Compute Systems Manager 導入・設定ガイド
管理サーバと管理クライアント間でSSL通信するためには,管理サーバで次の手順を実行してください。
Compute Systems Managerでは,暗号方式がRSA暗号および楕円曲線暗号(ECC)のサーバ証明書に対応しています。
重要
- ほかのHitachi Command Suite製品がCompute Systems Managerと同じマシンにインストールされている場合,この手順を実行すると,それらの製品の管理サーバと管理クライアント間の通信にもSSL通信が適用されます。
- 管理クライアントで使用するWebブラウザーのバージョン
管理クライアントで使用するWebブラウザーが,サーバ証明書の署名アルゴリズムに対応している必要があります。
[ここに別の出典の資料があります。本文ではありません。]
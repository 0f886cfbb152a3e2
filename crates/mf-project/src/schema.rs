//! Project schema definitions.

use serde::{Deserialize, Serialize};

#[derive(Debug, Clone, Serialize, Deserialize, PartialEq)]
pub struct Project {
    /// Missing in the earliest files, which read as version 0.
    #[serde(default)]
    pub version: u32,
    pub name: String,
    pub model: GroupDef,
    /// Initial values applied after the model is set up, by absolute name.
    #[serde(default, skip_serializing_if = "Vec::is_empty")]
    pub values: Vec<ValueDef>,
}

#[derive(Debug, Clone, Default, Serialize, Deserialize, PartialEq)]
pub struct GroupDef {
    #[serde(default)]
    pub subsystems: Vec<SubsystemDef>,
    #[serde(default)]
    pub connections: Vec<ConnectionDef>,
    #[serde(default)]
    pub ownership: OwnershipDef,
}

#[derive(Debug, Clone, Serialize, Deserialize, PartialEq)]
pub struct SubsystemDef {
    pub name: String,
    pub kind: SubsystemKindDef,
}

#[derive(Debug, Clone, Serialize, Deserialize, PartialEq)]
#[serde(tag = "type")]
pub enum SubsystemKindDef {
    /// `output = Σ coefficients[i] * inputs[i] + offset`
    Linear {
        inputs: Vec<String>,
        output: String,
        coefficients: Vec<f64>,
        #[serde(default)]
        offset: f64,
    },
    /// Nested group run by its own single-pass solver.
    Group(GroupDef),
    /// A separate model run as one component.
    Subproblem {
        model: GroupDef,
        #[serde(default)]
        values: Vec<ValueDef>,
        #[serde(default)]
        inputs: Vec<IoSpecDef>,
        #[serde(default)]
        outputs: Vec<IoSpecDef>,
    },
}

/// Either a bare trailing name or an exact name with an alias.
#[derive(Debug, Clone, Serialize, Deserialize, PartialEq)]
#[serde(untagged)]
pub enum IoSpecDef {
    Name(String),
    Aliased { name: String, alias: String },
}

#[derive(Debug, Clone, Serialize, Deserialize, PartialEq)]
pub struct ConnectionDef {
    /// `child.output`
    pub src: String,
    /// `child.input`
    pub tgt: String,
}

#[derive(Debug, Clone, Default, Serialize, Deserialize, PartialEq)]
#[serde(tag = "type")]
pub enum OwnershipDef {
    #[default]
    All,
    RoundRobin {
        rank: usize,
        size: usize,
    },
    Explicit {
        local: Vec<usize>,
    },
}

#[derive(Debug, Clone, Serialize, Deserialize, PartialEq)]
pub struct ValueDef {
    pub name: String,
    pub value: f64,
}
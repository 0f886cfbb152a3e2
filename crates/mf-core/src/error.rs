use thiserror::Error;

pub type MfResult<T> = Result<T, MfError>;

#[derive(Error, Debug, Clone, PartialEq)]
pub enum MfError {
    #[error("Non-finite numeric value for {what}: {value}")]
    NonFinite { what: String, value: f64 },

    #[error("Invalid argument: {what}")]
    InvalidArg { what: &'static str },

    #[error("Index out of bounds: {what} (index={index}, len={len})")]
    IndexOob {
        what: &'static str,
        index: usize,
        len: usize,
    },

    #[error("Invariant violated: {what}")]
    Invariant { what: &'static str },
}

#[cfg(test)]
mod tests {
    use super::*;

    #[test]
    fn index_oob_display_names_bounds() {
        let err = MfError::IndexOob {
            what: "output slot",
            index: 7,
            len: 3,
        };
        let msg = err.to_string();
        assert!(msg.contains("output slot"));
        assert!(msg.contains("index=7"));
        assert!(msg.contains("len=3"));
    }
}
次の情報については,使用する認証局に確認してください。
- 証明書発行要求の要件
hcmds64ssltoolコマンドで作成される証明書発行要求はPEM形式です。秘密鍵のキーサイズは,RSA暗号用のサーバ証明書の場合は2,048ビット,楕円曲線暗号用のサーバ証明書の場合は256ビットまたは384ビットです。- 認証局が発行するサーバ証明書の要件
X.509 PEM形式のサーバ証明書を発行してもらう必要があります。
また,サーバ証明書の署名アルゴリズムに,認証局が対応していることを確認してください。- サーバ証明書の発行申請方法
- 既存の秘密鍵,証明書発行要求,自己署名証明書,および自己署名証明書の内容ファイルの退避または削除(再作成する場合)
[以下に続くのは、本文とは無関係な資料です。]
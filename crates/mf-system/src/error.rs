//! System-level error types.

use mf_core::MfError;
use thiserror::Error;

use crate::transfer::Direction;

/// Errors raised while building a system tree or while moving data through it.
#[derive(Error, Debug, Clone, PartialEq)]
pub enum SystemError {
    #[error("Duplicate subsystem name '{name}'")]
    DuplicateSubsystem { name: String },

    #[error("Invalid subsystem name '{name}': {reason}")]
    InvalidName { name: String, reason: &'static str },

    #[error("Duplicate variable '{name}'")]
    DuplicateVariable { name: String },

    #[error("Unknown variable '{name}'")]
    UnknownVariable { name: String },

    #[error("Connection source '{name}' is not an output")]
    NotAnOutput { name: String },

    #[error("Connection target '{name}' is not an input")]
    NotAnInput { name: String },

    #[error("Input '{name}' is already connected to '{existing}'")]
    AlreadyConnected { name: String, existing: String },

    #[error("Missing {direction} transfer for child {index}")]
    MissingTransfer { direction: Direction, index: usize },

    #[error("Transfer table has {actual} {direction} transfers for {expected} children")]
    TransferCount {
        direction: Direction,
        expected: usize,
        actual: usize,
    },

    #[error("Ownership error: {what}")]
    Ownership { what: String },

    #[error("Vector size mismatch for {what} in '{system}': expected {expected}, got {actual}")]
    SizeMismatch {
        system: String,
        what: &'static str,
        expected: usize,
        actual: usize,
    },

    #[error("Transfer failed for child {index}: {what}")]
    Transfer { index: usize, what: String },

    #[error("Evaluation failed in '{path}': {message}")]
    Evaluation { path: String, message: String },

    #[error("Nonlinear solve did not converge in '{path}'")]
    NotConverged { path: String },

    #[error(transparent)]
    Core(#[from] MfError),
}

pub type SystemResult<T> = Result<T, SystemError>;

#[cfg(test)]
mod tests {
    use super::*;

    #[test]
    fn missing_transfer_names_direction() {
        let err = SystemError::MissingTransfer {
            direction: Direction::Fwd,
            index: 2,
        };
        assert_eq!(err.to_string(), "Missing fwd transfer for child 2");
    }

    #[test]
    fn core_errors_are_transparent() {
        let core = MfError::InvalidArg { what: "slot" };
        let err: SystemError = core.clone().into();
        assert_eq!(err.to_string(), core.to_string());
    }
}
use clap::{Parser, Subcommand};
use mf_project::{OwnershipDef, Project, ProjectError};
use mf_solver::{Problem, SolveOutcome, SolveProgressEvent};
use mf_system::{SystemError, VarVector};
use serde::Serialize;
use std::collections::BTreeMap;
use std::path::{Path, PathBuf};
use tracing::info;
use tracing_subscriber::EnvFilter;

#[derive(Parser)]
#[command(name = "mf-cli")]
#[command(about = "mdflow CLI - run hierarchical models once through", long_about = None)]
struct Cli {
    /// Raise log verbosity (-v info, -vv debug); RUST_LOG takes precedence
    #[arg(short, long, action = clap::ArgAction::Count, global = true)]
    verbose: u8,

    #[command(subcommand)]
    command: Commands,
}

#[derive(Subcommand)]
enum Commands {
    /// Validate project file syntax and structure
    Validate {
        /// Path to the project file (.yaml, .yml or .json)
        project_path: PathBuf,
    },
    /// List model inputs and outputs with their initial values
    Vars {
        /// Path to the project file (.yaml, .yml or .json)
        project_path: PathBuf,
    },
    /// Run the model once
    Run {
        /// Path to the project file (.yaml, .yml or .json)
        project_path: PathBuf,
        /// Override a value before running, e.g. --set source.u=2.5
        #[arg(long = "set", value_name = "NAME=VALUE")]
        set: Vec<String>,
        /// Rank of this execution context (round-robin over root subsystems)
        #[arg(long, requires = "size")]
        rank: Option<usize>,
        /// Number of execution contexts
        #[arg(long, requires = "rank")]
        size: Option<usize>,
        /// Print the results as JSON
        #[arg(long)]
        json: bool,
    },
}

type CliResult<T> = Result<T, CliError>;

#[derive(thiserror::Error, Debug)]
enum CliError {
    #[error("Invalid --set '{arg}': expected NAME=VALUE with a numeric value")]
    BadAssignment { arg: String },

    #[error(transparent)]
    Project(#[from] ProjectError),

    #[error(transparent)]
    System(#[from] SystemError),

    #[error("JSON error: {0}")]
    Json(#[from] serde_json::Error),
}

#[derive(Serialize)]
struct RunReport<'a> {
    project: &'a str,
    failed: bool,
    abs_error: f64,
    rel_error: f64,
    outputs: BTreeMap<&'a str, f64>,
}

fn main() -> CliResult<()> {
    let cli = Cli::parse();
    init_tracing(cli.verbose);

    match cli.command {
        Commands::Validate { project_path } => cmd_validate(&project_path),
        Commands::Vars { project_path } => cmd_vars(&project_path),
        Commands::Run {
            project_path,
            set,
            rank,
            size,
            json,
        } => {
            let ownership = rank
                .zip(size)
                .map(|(rank, size)| OwnershipDef::RoundRobin { rank, size });
            cmd_run(&project_path, &set, ownership, json)
        }
    }
}

fn init_tracing(verbose: u8) {
    let default = match verbose {
        0 => "warn",
        1 => "info",
        _ => "debug",
    };
    let filter = EnvFilter::try_from_default_env().unwrap_or_else(|_| EnvFilter::new(default));
    tracing_subscriber::fmt()
        .with_env_filter(filter)
        .with_writer(std::io::stderr)
        .init();
}

fn load_project(path: &Path) -> CliResult<Project> {
    let is_json = path
        .extension()
        .is_some_and(|ext| ext.eq_ignore_ascii_case("json"));
    let project = if is_json {
        mf_project::load_json(path)?
    } else {
        mf_project::load_yaml(path)?
    };
    Ok(project)
}

fn cmd_validate(project_path: &Path) -> CliResult<()> {
    println!("Validating project: {}", project_path.display());
    let project = load_project(project_path)?;
    mf_project::compile_project(&project)?;
    println!("✓ Project is valid");
    Ok(())
}

fn cmd_vars(project_path: &Path) -> CliResult<()> {
    let project = load_project(project_path)?;
    let problem = mf_project::compile_project(&project)?;

    print_vars("Inputs", problem.inputs());
    print_vars("Outputs", problem.outputs());
    Ok(())
}

fn print_vars(title: &str, vars: &VarVector) {
    if vars.is_empty() {
        println!("No {} in model", title.to_lowercase());
        return;
    }
    println!("{}:", title);
    let width = vars.names().iter().map(String::len).max().unwrap_or(0);
    for (name, value) in vars.iter() {
        println!("  {:<width$}  {}", name, value, width = width);
    }
}

fn parse_assignment(arg: &str) -> CliResult<(&str, f64)> {
    let bad = || CliError::BadAssignment {
        arg: arg.to_string(),
    };
    let (name, value) = arg.split_once('=').ok_or_else(bad)?;
    let name = name.trim();
    if name.is_empty() {
        return Err(bad());
    }
    let value: f64 = value.trim().parse().map_err(|_| bad())?;
    if !value.is_finite() {
        return Err(bad());
    }
    Ok((name, value))
}

fn cmd_run(
    project_path: &Path,
    assignments: &[String],
    ownership: Option<OwnershipDef>,
    json: bool,
) -> CliResult<()> {
    let mut project = load_project(project_path)?;
    if let Some(ownership) = ownership {
        project.model.ownership = ownership;
        mf_project::validate_project(&project).map_err(ProjectError::from)?;
    }

    let mut problem = mf_project::compile_project(&project)?;
    for arg in assignments {
        let (name, value) = parse_assignment(arg)?;
        problem.set_val(name, value)?;
    }

    let mut visited = 0usize;
    let mut evaluated = 0usize;
    let outcome = problem.run_model_with_progress(Some(&mut |event: SolveProgressEvent| {
        visited += 1;
        if event.local {
            evaluated += 1;
        }
    }))?;
    info!(visited, evaluated, "run complete");

    if json {
        print_json(&project, &problem, &outcome)?;
    } else {
        println!(
            "✓ Ran {} subsystems ({} evaluated locally)",
            visited, evaluated
        );
        print_vars("Outputs", problem.outputs());
    }
    Ok(())
}

fn print_json(project: &Project, problem: &Problem, outcome: &SolveOutcome) -> CliResult<()> {
    let report = RunReport {
        project: &project.name,
        failed: outcome.failed,
        abs_error: outcome.abs_error,
        rel_error: outcome.rel_error,
        outputs: problem.outputs().iter().collect(),
    };
    println!("{}", serde_json::to_string_pretty(&report)?);
    Ok(())
}

#[cfg(test)]
mod tests {
    use super::*;

    #[test]
    fn assignment_parses_name_and_value() {
        assert_eq!(parse_assignment("a.x=2.5").unwrap(), ("a.x", 2.5));
        assert_eq!(parse_assignment(" a.x = -1 ").unwrap(), ("a.x", -1.0));
    }

    #[test]
    fn malformed_assignment_rejected() {
        for arg in ["a.x", "=1", "a.x=abc", "a.x=inf"] {
            assert!(matches!(
                parse_assignment(arg),
                Err(CliError::BadAssignment { .. })
            ));
        }
    }

    #[test]
    fn cli_parses_run_flags() {
        let cli = Cli::try_parse_from([
            "mf-cli", "-vv", "run", "p.yaml", "--set", "a.x=1", "--rank", "0", "--size", "2",
            "--json",
        ])
        .unwrap();
        assert_eq!(cli.verbose, 2);
        match cli.command {
            Commands::Run {
                set,
                rank,
                size,
                json,
                ..
            } => {
                assert_eq!(set, vec!["a.x=1".to_string()]);
                assert_eq!((rank, size), (Some(0), Some(2)));
                assert!(json);
            }
            _ => panic!("expected run"),
        }
    }

    #[test]
    fn rank_requires_size() {
        assert!(Cli::try_parse_from(["mf-cli", "run", "p.yaml", "--rank", "1"]).is_err());
    }
}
出力先パスに同じ名称のファイルがある場合,hcmds64ssltoolコマンドを実行してもファイルは上書きされません。同じ名称のファイルを再作成する場合は,事前に既存のファイルを退避または削除する必要があります。管理サーバでSSL通信するよう設定する手順を次に示します。
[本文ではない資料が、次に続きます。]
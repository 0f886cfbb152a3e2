use crate::MfError;

/// Floating point type used for every model variable.
pub type Real = f64;

pub fn ensure_finite(v: Real, what: impl Into<String>) -> Result<Real, MfError> {
    if v.is_finite() {
        Ok(v)
    } else {
        Err(MfError::NonFinite {
            what: what.into(),
            value: v,
        })
    }
}
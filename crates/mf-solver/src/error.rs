//! Error types for solver-level setup.

use mf_system::SystemError;
use thiserror::Error;

/// Errors raised while wiring a model into a solver or a subproblem.
///
/// Failures during a solve are plain [`SystemError`]s and are never
/// re-wrapped.
#[derive(Error, Debug, Clone, PartialEq)]
pub enum SolverError {
    #[error("Variable '{name}' does not exist in model")]
    UnknownVariable { name: String },

    #[error(
        "Ambiguous variable '{name}' matches {candidates:?}; give the full name with an alias instead"
    )]
    AmbiguousVariable {
        name: String,
        candidates: Vec<String>,
    },

    #[error("Variable '{name}' already exists; rename it or remove the duplicate")]
    DuplicateVariable { name: String },

    #[error(transparent)]
    System(#[from] SystemError),
}

pub type SolverResult<T> = Result<T, SolverError>;
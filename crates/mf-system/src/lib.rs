//! mf-system: the model tree for mdflow.
//!
//! Provides:
//! - Named variable vectors and declarations
//! - The `Subsystem` contract and simple leaf components
//! - Directional transfers and the validated per-child transfer table
//! - Local ownership policies
//! - `System` + `SystemBuilder` with connection validation
//!
//! # Example
//!
//! ```
//! use mf_system::{LinearComponent, SystemBuilder};
//!
//! let mut builder = SystemBuilder::new();
//! builder.add_subsystem(
//!     "double",
//!     LinearComponent::new(vec!["x".into()], "y", vec![2.0], 0.0).unwrap(),
//! );
//! builder.add_subsystem(
//!     "shift",
//!     LinearComponent::new(vec!["x".into()], "y", vec![1.0], 3.0).unwrap(),
//! );
//! builder.connect("double.y", "shift.x");
//! let system = builder.build().unwrap();
//!
//! assert_eq!(system.len(), 2);
//! assert_eq!(system.input_len(), 2);
//! ```

pub mod builder;
pub mod component;
pub mod error;
pub mod ownership;
pub mod subsystem;
pub mod system;
pub mod transfer;
pub(crate) mod validate;
pub mod vector;

pub use builder::SystemBuilder;
pub use component::{FnComponent, LinearComponent};
pub use error::{SystemError, SystemResult};
pub use ownership::Ownership;
pub use subsystem::{Subsystem, join_path};
pub use system::{Child, System};
pub use transfer::{Direction, SlotTransfer, Transfer, TransferTable};
pub use vector::{VarDecl, VarVector};
//! Named variable storage.

use std::collections::HashMap;

use mf_core::Real;

use crate::error::{SystemError, SystemResult};

/// A declared variable: its name (relative to the declaring subsystem) and
/// the value it starts with.
#[derive(Debug, Clone, PartialEq)]
pub struct VarDecl {
    pub name: String,
    pub default: Real,
}

impl VarDecl {
    pub fn new(name: impl Into<String>, default: Real) -> Self {
        Self {
            name: name.into(),
            default,
        }
    }
}

/// Contiguous `f64` storage with name -> slot lookup.
///
/// Slots follow declaration order, so a system's vector is laid out child by
/// child and each child sees a contiguous range of it.
#[derive(Debug, Clone, Default, PartialEq)]
pub struct VarVector {
    names: Vec<String>,
    values: Vec<Real>,
    index: HashMap<String, usize>,
}

impl VarVector {
    /// Allocate a vector from declarations, initialised to their defaults.
    pub fn from_decls(decls: &[VarDecl]) -> SystemResult<Self> {
        let mut vector = Self {
            names: Vec::with_capacity(decls.len()),
            values: Vec::with_capacity(decls.len()),
            index: HashMap::with_capacity(decls.len()),
        };
        for decl in decls {
            if vector.index.contains_key(&decl.name) {
                return Err(SystemError::DuplicateVariable {
                    name: decl.name.clone(),
                });
            }
            vector.index.insert(decl.name.clone(), vector.names.len());
            vector.names.push(decl.name.clone());
            vector.values.push(decl.default);
        }
        Ok(vector)
    }

    pub fn len(&self) -> usize {
        self.values.len()
    }

    pub fn is_empty(&self) -> bool {
        self.values.is_empty()
    }

    pub fn names(&self) -> &[String] {
        &self.names
    }

    pub fn values(&self) -> &[Real] {
        &self.values
    }

    pub fn values_mut(&mut self) -> &mut [Real] {
        &mut self.values
    }

    /// Slot of a variable, if it exists.
    pub fn slot(&self, name: &str) -> Option<usize> {
        self.index.get(name).copied()
    }

    pub fn contains(&self, name: &str) -> bool {
        self.index.contains_key(name)
    }

    pub fn get(&self, name: &str) -> Option<Real> {
        self.slot(name).map(|slot| self.values[slot])
    }

    pub fn set(&mut self, name: &str, value: Real) -> SystemResult<()> {
        let slot = self
            .slot(name)
            .ok_or_else(|| SystemError::UnknownVariable {
                name: name.to_string(),
            })?;
        self.values[slot] = value;
        Ok(())
    }

    /// Iterate `(name, value)` pairs in slot order.
    pub fn iter(&self) -> impl Iterator<Item = (&str, Real)> + '_ {
        self.names
            .iter()
            .map(String::as_str)
            .zip(self.values.iter().copied())
    }
}
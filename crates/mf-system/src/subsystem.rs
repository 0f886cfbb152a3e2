//! The contract every node of a model tree implements.

use mf_core::Real;

use crate::error::SystemResult;
use crate::vector::VarDecl;

/// A node of the model hierarchy: a leaf component or a nested group.
///
/// Storage lives at the root of the tree. When a subsystem is evaluated it is
/// handed the contiguous slices of the root vectors that hold its own
/// variables, in the order given by [`Subsystem::inputs`] and
/// [`Subsystem::outputs`].
pub trait Subsystem: Send {
    /// Input declarations, names relative to this subsystem.
    fn inputs(&self) -> Vec<VarDecl>;

    /// Output declarations, names relative to this subsystem.
    fn outputs(&self) -> Vec<VarDecl>;

    /// Called once the subsystem's position in the tree is known.
    fn set_pathname(&mut self, _pathname: &str) {}

    /// Run this subsystem's own nonlinear evaluation.
    ///
    /// `inputs` and `outputs` have exactly the lengths of the declarations.
    fn solve_nonlinear(&mut self, inputs: &mut [Real], outputs: &mut [Real]) -> SystemResult<()>;
}

/// Join a parent path and a child name (`""` is the root).
pub fn join_path(parent: &str, name: &str) -> String {
    if parent.is_empty() {
        name.to_string()
    } else {
        format!("{parent}.{name}")
    }
}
- Compute Systems Managerを起動します。
- 次のコマンドを実行して,Hitachi Command Suite共通コンポーネントの秘密鍵,証明書発行要求,および自己署名証明書を作成します。
自己署名証明書は,暗号化通信のテストなどの目的でだけ使用することをお勧めします。
Windows:
<Hitachi Command Suite共通コンポーネントのインストールディレクトリ>\bin\hcmds64ssltool [/key <秘密鍵ファイル>] [/csr <証明書発行要求ファイル>] [/cert <自己署名証明書ファイル>] [/certtext <自己署名証明書の内容ファイル>] [/validity <有効期限>] [/sigalg <RSA暗号用のサーバ証明書の署名アルゴリズム>] [/eccsigalg <楕円曲線暗号用のサーバ証明書の署名アルゴリズム>] [/ecckeysize <楕円曲線暗号用の秘密鍵のキーサイズ>]
Linux:
<Hitachi Command Suite共通コンポーネントのインストールディレクトリ>/bin/hcmds64ssltool [-key <秘密鍵ファイル>] [-csr <証明書発行要求ファイル>] [-cert <自己署名証明書ファイル>] [-certtext <自己署名証明書の内容ファイル>] [-validity <有効期限>] [-sigalg <RSA暗号用のサーバ証明書の署名アルゴリズム>] [-eccsigalg <楕円曲線暗号用のサーバ証明書の署名アルゴリズム>] [-ecckeysize <楕円曲線暗号用の秘密鍵のキーサイズ>]
- key
- 出力される秘密鍵ファイル名を絶対パスで指定します。指定を省略した場合は,デフォルトの出力先パス※にhttpsdkey.pem(RSA暗号用)およびecc-httpsdkey.pem(楕円曲線暗号用)というファイル名で出力されます。
- csr
- 出力される証明書発行要求ファイル名を絶対パスで指定します。指定を省略した場合は,デフォルトの出力先パス※にhttpsd.csr(RSA暗号用)およびecc-httpsd.csr(楕円曲線暗号用)というファイル名で出力されます。
- cert
- 出力される自己署名証明書ファイル名を絶対パスで指定します。指定を省略した場合は,デフォルトの出力先パス※にhttpsd.pem(RSA暗号用)およびecc-httpsd.pem(楕円曲線暗号用)というファイル名で出力されます。
- certtext
- 出力される自己署名証明書の内容ファイル名を絶対パスで指定します。指定を省略した場合は,デフォルトの出力先パス※にhttpsd.txt(RSA暗号用)およびecc-httpsd.txt(楕円曲線暗号用)というファイル名で出力されます。
- validity
- 自己署名証明書の有効期間を日数で指定します。指定を省略した場合は,有効期間は3650日になります。
- sigalg
- RSA暗号用のサーバ証明書の署名アルゴリズムを指定します。SHA256withRSA,SHA1withRSAまたはMD5withRSAを指定できます。指定を省略した場合は,署名アルゴリズムはSHA256withRSAになります。
- eccsigalg
- 楕円曲線暗号用のサーバ証明書の署名アルゴリズムを指定します。SHA512withECDSA,SHA384withECDSA,SHA256withECDSAまたはSHA1withECDSAを指定できます。指定を省略した場合は,署名アルゴリズムはSHA384withECDSAになります。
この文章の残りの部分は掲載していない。